Now we are not saying that agriculture doesn’t need a makeover, one that puts more emphasis on conserving and restoring soil through more holistic practices. But genetically engineering plants to do the reverse, putting carbon into sterile repositories, sound like the wrong approach.

Still, science marches on and experts keep saying. The Post had yet another world-ends-climate-crisis-at-11 story that very same day about how “Blazes that continue to burn through the winter in Canada were once thought to be a myth, but the so-called zombie fires may become more common as temperatures get warmer and less snow falls, experts say…. The paper, published in the science journal Nature, said increasing summer temperatures associated with climate warming may promote the survival of overwintering fires in the future in the boreal regions. Blazes that burn over winter are also known as holdover or zombie fires. Most of the fires are seen in the sub-arctic, Arctic, Northwest Territories and the northern boreal forest in Ontario, Alberta and Saskatchewan, where peat is found in vast amounts, the report said. The Fort McMurray fire in Alberta and several fires in Northwest Territories were considered zombie fires.” And of course you get a positive feedback loop: “Mike Flannigan, a professor of wildland fire at the University of Alberta, said the holdover fires emit a lot more carbon on average than normal forest fires. Peatlands are carbon reservoirs that have been building up over thousands of years, he said. Burning one kilogram of peat emits about half a kilogram of carbon into that atmosphere, Flannigan noted. ‘And the more carbon you have, the more warming you have, the more warming you have the more fire, so it’s a cycle.’”

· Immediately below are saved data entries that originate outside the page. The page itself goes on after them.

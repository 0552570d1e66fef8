//! Game controller: the fixed-rate loop
//!
//! Owns the platform, the score store and the frame clock, and drives one
//! run: name entry, the tick/render loop, then the game-over summary.

use std::io;

use thiserror::Error;

use crate::Color;
use crate::consts::NAME_MAX_LEN;
use crate::highscores::{ScoreRecord, ScoreStore};
use crate::platform::{FrameClock, InputEvent, InputSource, NameEntry, Renderer};
use crate::settings::Settings;
use crate::sim::{Entity, GameSession, TickInput, tick};

/// Failures that end a run early
#[derive(Debug, Error)]
pub enum GameError {
    #[error("platform I/O failed: {0}")]
    Platform(#[from] io::Error),
}

/// Result of a finished run
#[derive(Debug, Clone, PartialEq, Eq)]
pub struct GameSummary {
    pub name: String,
    pub score: u64,
    /// Whether the score reached the store
    pub saved: bool,
    /// Best records after saving (empty if the query failed)
    pub leaderboard: Vec<ScoreRecord>,
}

/// How a run ended
#[derive(Debug, Clone, PartialEq, Eq)]
pub enum RunOutcome {
    /// Player collided; the summary was shown
    Completed(GameSummary),
    /// Player quit; nothing was saved
    Aborted,
}

/// Drives one game from name entry to the summary screen
pub struct GameController<P, S, C> {
    platform: P,
    store: S,
    clock: C,
    settings: Settings,
}

impl<P, S, C> GameController<P, S, C>
where
    P: Renderer + InputSource,
    S: ScoreStore,
    C: FrameClock,
{
    pub fn new(platform: P, store: S, clock: C, settings: Settings) -> Self {
        Self {
            platform,
            store,
            clock,
            settings,
        }
    }

    pub fn store(&self) -> &S {
        &self.store
    }

    pub fn platform(&self) -> &P {
        &self.platform
    }

    #[cfg(test)]
    pub(crate) fn clock(&self) -> &C {
        &self.clock
    }

    /// Ask for a name, then play a full session
    pub fn run(&mut self) -> Result<RunOutcome, GameError> {
        let arena = self.settings.arena();
        let name = NameEntry::new(NAME_MAX_LEN).run(&mut self.platform, &mut self.clock, &arena)?;
        let Some(name) = name else {
            log::info!("Quit during name entry");
            return Ok(RunOutcome::Aborted);
        };

        let seed = self.settings.seed.unwrap_or_else(rand::random);
        let session = GameSession::new(name, &self.settings.session_config(), seed);
        self.play(session)
    }

    /// Run the tick loop on `session` until collision or quit
    pub fn play(&mut self, mut session: GameSession) -> Result<RunOutcome, GameError> {
        let dt = self.settings.tick_dt();

        loop {
            if self.quit_requested()? {
                log::info!("Quit mid-game at score {}, discarding run", session.score());
                return Ok(RunOutcome::Aborted);
            }

            let input = TickInput::from(self.platform.poll_held_keys());
            let alive = tick(&mut session, &input, dt);
            self.draw_session(&session)?;

            if !alive {
                break;
            }
            self.clock.wait_for_next_frame();
        }

        let summary = self.finish(&session);
        self.draw_summary(&summary)?;
        self.clock.pause(self.settings.game_over_delay());
        Ok(RunOutcome::Completed(summary))
    }

    fn quit_requested(&mut self) -> io::Result<bool> {
        let events = self.platform.poll_events()?;
        Ok(events.contains(&InputEvent::Quit))
    }

    /// Persist the score and fetch the leaderboard. Store failures are
    /// logged and folded into the summary.
    fn finish(&mut self, session: &GameSession) -> GameSummary {
        let player = session.player();

        let saved = match self.store.save(&player.name, player.score) {
            Ok(()) => true,
            Err(e) => {
                log::error!("Could not save score for {:?}: {}", player.name, e);
                false
            }
        };

        let leaderboard = self
            .store
            .top_k(self.settings.leaderboard_size)
            .unwrap_or_else(|e| {
                log::error!("Could not load leaderboard: {}", e);
                Vec::new()
            });

        GameSummary {
            name: player.name.clone(),
            score: player.score,
            saved,
            leaderboard,
        }
    }

    fn draw_session(&mut self, session: &GameSession) -> io::Result<()> {
        let r = &mut self.platform;
        r.clear();

        let player = session.player();
        r.draw_rect(player.bounds(), player.color());
        for obstacle in session.obstacles() {
            r.draw_rect(obstacle.bounds(), obstacle.color());
        }

        r.draw_text(&format!("Score: {}", session.score()), 10.0, 10.0, Color::WHITE);
        r.draw_text(&format!("Time: {:.1}s", session.elapsed()), 10.0, 40.0, Color::WHITE);
        r.present()
    }

    fn draw_summary(&mut self, summary: &GameSummary) -> io::Result<()> {
        let arena = self.settings.arena();
        let (cx, cy) = (arena.center_x(), arena.center_y());
        let r = &mut self.platform;
        r.clear();

        let headline = if summary.saved {
            format!("Game Over! Your score: {}", summary.score)
        } else {
            format!("Game Over! Your score: {} (unsaved)", summary.score)
        };
        r.draw_text_centered(&headline, cx, cy - 50.0, Color::WHITE);

        let title = format!("Top {} Players:", self.settings.leaderboard_size);
        r.draw_text_centered(&title, cx, cy + 10.0, Color::WHITE);

        for (i, record) in summary.leaderboard.iter().enumerate() {
            let line = format!("{}. {}: {}", i + 1, record.name, record.score);
            r.draw_text_centered(&line, cx, cy + 50.0 + i as f32 * 30.0, Color::WHITE);
        }

        r.present()
    }
}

With so many positive feedback loops it’s a wonder the world survived this long. But maybe this time is different and we are all going to die from zombie fires, plants that can’t store CO2 and… sea snot.

3 comments on “Attack of the sea snot”

  1. Ouch! Your brain is a carbon sink. Maybe we should engineer humans to store fat as cork. Then we can store carbon as cork when we die we save the planet! There a are eight billion of us so yeah humans! Bonus outcome: fat people can't down. And they are all called Bob or Bobbie. Or Eddie.

  2. Does Turkey or its cities use the Mediterranean Sea like a toilet and discharge untreated sewage into it (i.e. like Victoria B.C. and Montreal Que and other smaller towns in Canada do) and whether the "nutrients" from doing that feeds their snot? I understand a sewage treatment plant may have been approved for Victoria. Yeah. So many better more effective ways to protect the environment and improving our world than tossing billions at climate change. The folks at the Climate Nexus taught me that.